I think I'm having difficulty expressing the points I was/am trying to get to with this thread. I'd like to try and make it a bit clearer with this post.
We are all aware that the act of cheating in a relationship is a violation of trust and respect for the person that the cheater made a commitment to. Betrayal. It's not the physical act itself, it's the lie, deceit, lack of regard... etc, the betrayal. Doing something that you know is going to hurt the other party in the relationship, and it's a social given, it makes it wrong.
My take is that if someone knows the social code, and knows that 'cheating' is wrong and does it anyway, how are they fully right in their picnic basket? Despite the reputation they adopt, the social stoning and the 'less than human' treatment they receive, it still happens!

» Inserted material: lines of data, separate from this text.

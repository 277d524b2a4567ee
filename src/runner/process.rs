//! System process runner - spawns real subprocesses with tokio

use crate::runner::{CommandOutput, Invocation, ProcessRunner, RunnerError};
use async_trait::async_trait;
use std::time::Duration;
use tokio::process::Command;
use tokio::time::timeout;
use tracing::{debug, warn};

/// Runner that executes invocations on the local machine
#[derive(Debug, Clone, Default)]
pub struct SystemRunner {
    /// Per-process timeout in seconds; `None` waits forever
    timeout_secs: Option<u64>,
}

impl SystemRunner {
    pub fn new() -> Self {
        Self::default()
    }

    pub fn with_timeout(mut self, timeout_secs: Option<u64>) -> Self {
        self.timeout_secs = timeout_secs;
        self
    }

    #[cfg(test)]
    pub fn timeout_secs(&self) -> Option<u64> {
        self.timeout_secs
    }
}

#[async_trait]
impl ProcessRunner for SystemRunner {
    /// Run the invocation to completion and capture its output
    ///
    /// # Errors
    /// Returns `RunnerError` if:
    /// - The executable cannot be spawned
    /// - The configured timeout elapses
    ///
    /// A non-zero exit status is NOT an error here; callers decide.
    async fn run(&self, invocation: &Invocation) -> Result<CommandOutput, RunnerError> {
        debug!("Spawning: {}", invocation);

        let mut command = Command::new(&invocation.program);
        command
            .args(&invocation.args)
            .stdin(std::process::Stdio::null())
            .kill_on_drop(true);
        if let Some(ref cwd) = invocation.cwd {
            command.current_dir(cwd);
        }

        let output = match self.timeout_secs {
            Some(secs) => timeout(Duration::from_secs(secs), command.output())
                .await
                .map_err(|_| RunnerError::Timeout(secs))?,
            None => command.output().await,
        };

        let output = output.map_err(|e| RunnerError::Spawn {
            program: invocation.program.display().to_string(),
            reason: e.to_string(),
        })?;

        let result = CommandOutput {
            exit_code: output.status.code(),
            stdout: String::from_utf8_lossy(&output.stdout).to_string(),
            stderr: String::from_utf8_lossy(&output.stderr).to_string(),
        };

        if !result.is_success() {
            warn!(
                "{} exited with code {:?}",
                invocation.program_name(),
                result.exit_code
            );
        }
        debug!(
            "{} returned {} bytes of output",
            invocation.program_name(),
            result.stdout.len() + result.stderr.len()
        );

        Ok(result)
    }
}
//! CLI command definitions

use crate::core::config::EnvironmentMode;
use clap::Args;

/// Run the provisioning pipeline
#[derive(Debug, Args, Clone, Default)]
pub struct RunCommand {
    /// Keep an existing, working environment instead of rebuilding it
    #[arg(long, conflicts_with = "recreate_env")]
    pub reuse_env: bool,

    /// Always delete and rebuild the environment
    #[arg(long)]
    pub recreate_env: bool,

    /// Don't save the run to history
    #[arg(long)]
    pub no_history: bool,
}

impl RunCommand {
    /// Environment mode requested on the command line, if any
    pub fn environment_mode(&self) -> Option<EnvironmentMode> {
        if self.reuse_env {
            Some(EnvironmentMode::Reuse)
        } else if self.recreate_env {
            Some(EnvironmentMode::Recreate)
        } else {
            None
        }
    }
}

/// Validate the configuration
#[derive(Debug, Args, Clone)]
pub struct ValidateCommand {
    /// Output in JSON format
    #[arg(long)]
    pub json: bool,
}

/// Probe for required tools
#[derive(Debug, Args, Clone)]
pub struct ProbeCommand {
    /// Output in JSON format
    #[arg(long)]
    pub json: bool,
}

/// Show run history
#[derive(Debug, Args, Clone)]
pub struct HistoryCommand {
    /// Number of recent runs to show
    #[arg(short, long, default_value_t = 10)]
    pub limit: usize,

    /// Output in JSON format
    #[arg(long)]
    pub json: bool,

    /// Show a single run by ID
    #[arg(long)]
    pub execution_id: Option<String>,
}
//! Allow/deny predicate for stub and alias executables

use serde::{Deserialize, Serialize};
use std::fmt;
use std::path::{Component, Path, PathBuf};

/// One deny rule over resolved absolute paths
#[derive(Debug, Clone, PartialEq, Eq, Serialize, Deserialize)]
pub enum StubRule {
    /// Any path containing this directory name (case-insensitive)
    Component(String),
    /// Any path under this directory (case-insensitive, component-wise)
    Prefix(PathBuf),
}

impl StubRule {
    pub fn matches(&self, path: &Path) -> bool {
        match self {
            StubRule::Component(name) => {
                let name = name.to_lowercase();
                normal_components(path).iter().any(|c| *c == name)
            }
            StubRule::Prefix(prefix) => {
                let prefix = all_components(prefix);
                let path = all_components(path);
                !prefix.is_empty() && path.len() >= prefix.len() && path[..prefix.len()] == prefix[..]
            }
        }
    }
}

impl fmt::Display for StubRule {
    fn fmt(&self, f: &mut fmt::Formatter<'_>) -> fmt::Result {
        match self {
            StubRule::Component(name) => write!(f, "inside a '{}' directory", name),
            StubRule::Prefix(prefix) => write!(f, "under {}", prefix.display()),
        }
    }
}

/// Rejects candidates living in known stub locations
#[derive(Debug, Clone, Default, PartialEq, Eq, Serialize, Deserialize)]
pub struct StubPolicy {
    rules: Vec<StubRule>,
}

impl StubPolicy {
    /// Build from plain component names and prefix strings
    pub fn from_lists(components: &[String], prefixes: &[String]) -> Self {
        let rules = components
            .iter()
            .map(|c| StubRule::Component(c.clone()))
            .chain(prefixes.iter().map(|p| StubRule::Prefix(PathBuf::from(p))))
            .collect();
        Self { rules }
    }

    /// The first rule denying this path, if any
    ///
    /// Both the path as found and the file it resolves to are checked, so a
    /// symlink elsewhere on the search path cannot smuggle a stub in.
    pub fn denying_rule(&self, path: &Path) -> Option<&StubRule> {
        if let Some(rule) = self.rules.iter().find(|rule| rule.matches(path)) {
            return Some(rule);
        }
        let resolved = std::fs::canonicalize(path).ok()?;
        self.rules.iter().find(|rule| rule.matches(&resolved))
    }

    pub fn allows(&self, path: &Path) -> bool {
        self.denying_rule(path).is_none()
    }
}

/// Resolve `path` against `base` when relative
pub fn absolutize(path: &Path, base: &Path) -> PathBuf {
    if path.is_absolute() {
        path.to_path_buf()
    } else {
        base.join(path)
    }
}

fn normal_components(path: &Path) -> Vec<String> {
    path.components()
        .filter_map(|c| match c {
            Component::Normal(s) => Some(s.to_string_lossy().to_lowercase()),
            _ => None,
        })
        .collect()
}

fn all_components(path: &Path) -> Vec<String> {
    path.components()
        .filter(|c| !matches!(c, Component::CurDir))
        .map(|c| c.as_os_str().to_string_lossy().to_lowercase())
        .collect()
}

Cheating has and probably will happen for ages to come. Social outcasting hasn't changed that. Why? It's like beating your head against a brick wall... I don't think it's because the message didn't/doesn't get across.
My initial post was offering a different way of approaching it. We can't control the behaviour of others, but we can change our own perspectives so as to not make it such a painful and hate-ridden reality of life. Reality is what you make it.
For me personally, I see betrayal as an opportunity. An opportunity to look at myself and another and deal with it in a manner that I can accept and live comfortably with, without carrying an emotional suitcase of luggage around for the rest of my life.
When I see expressions of anger, hatred and disdain directed toward issues of cheating, in almost a racist way, I see countless people held hostage to past experiences of pain, and it's not making a scrap of difference. Cheating continues and no one is miraculously healed from their past experiences with it.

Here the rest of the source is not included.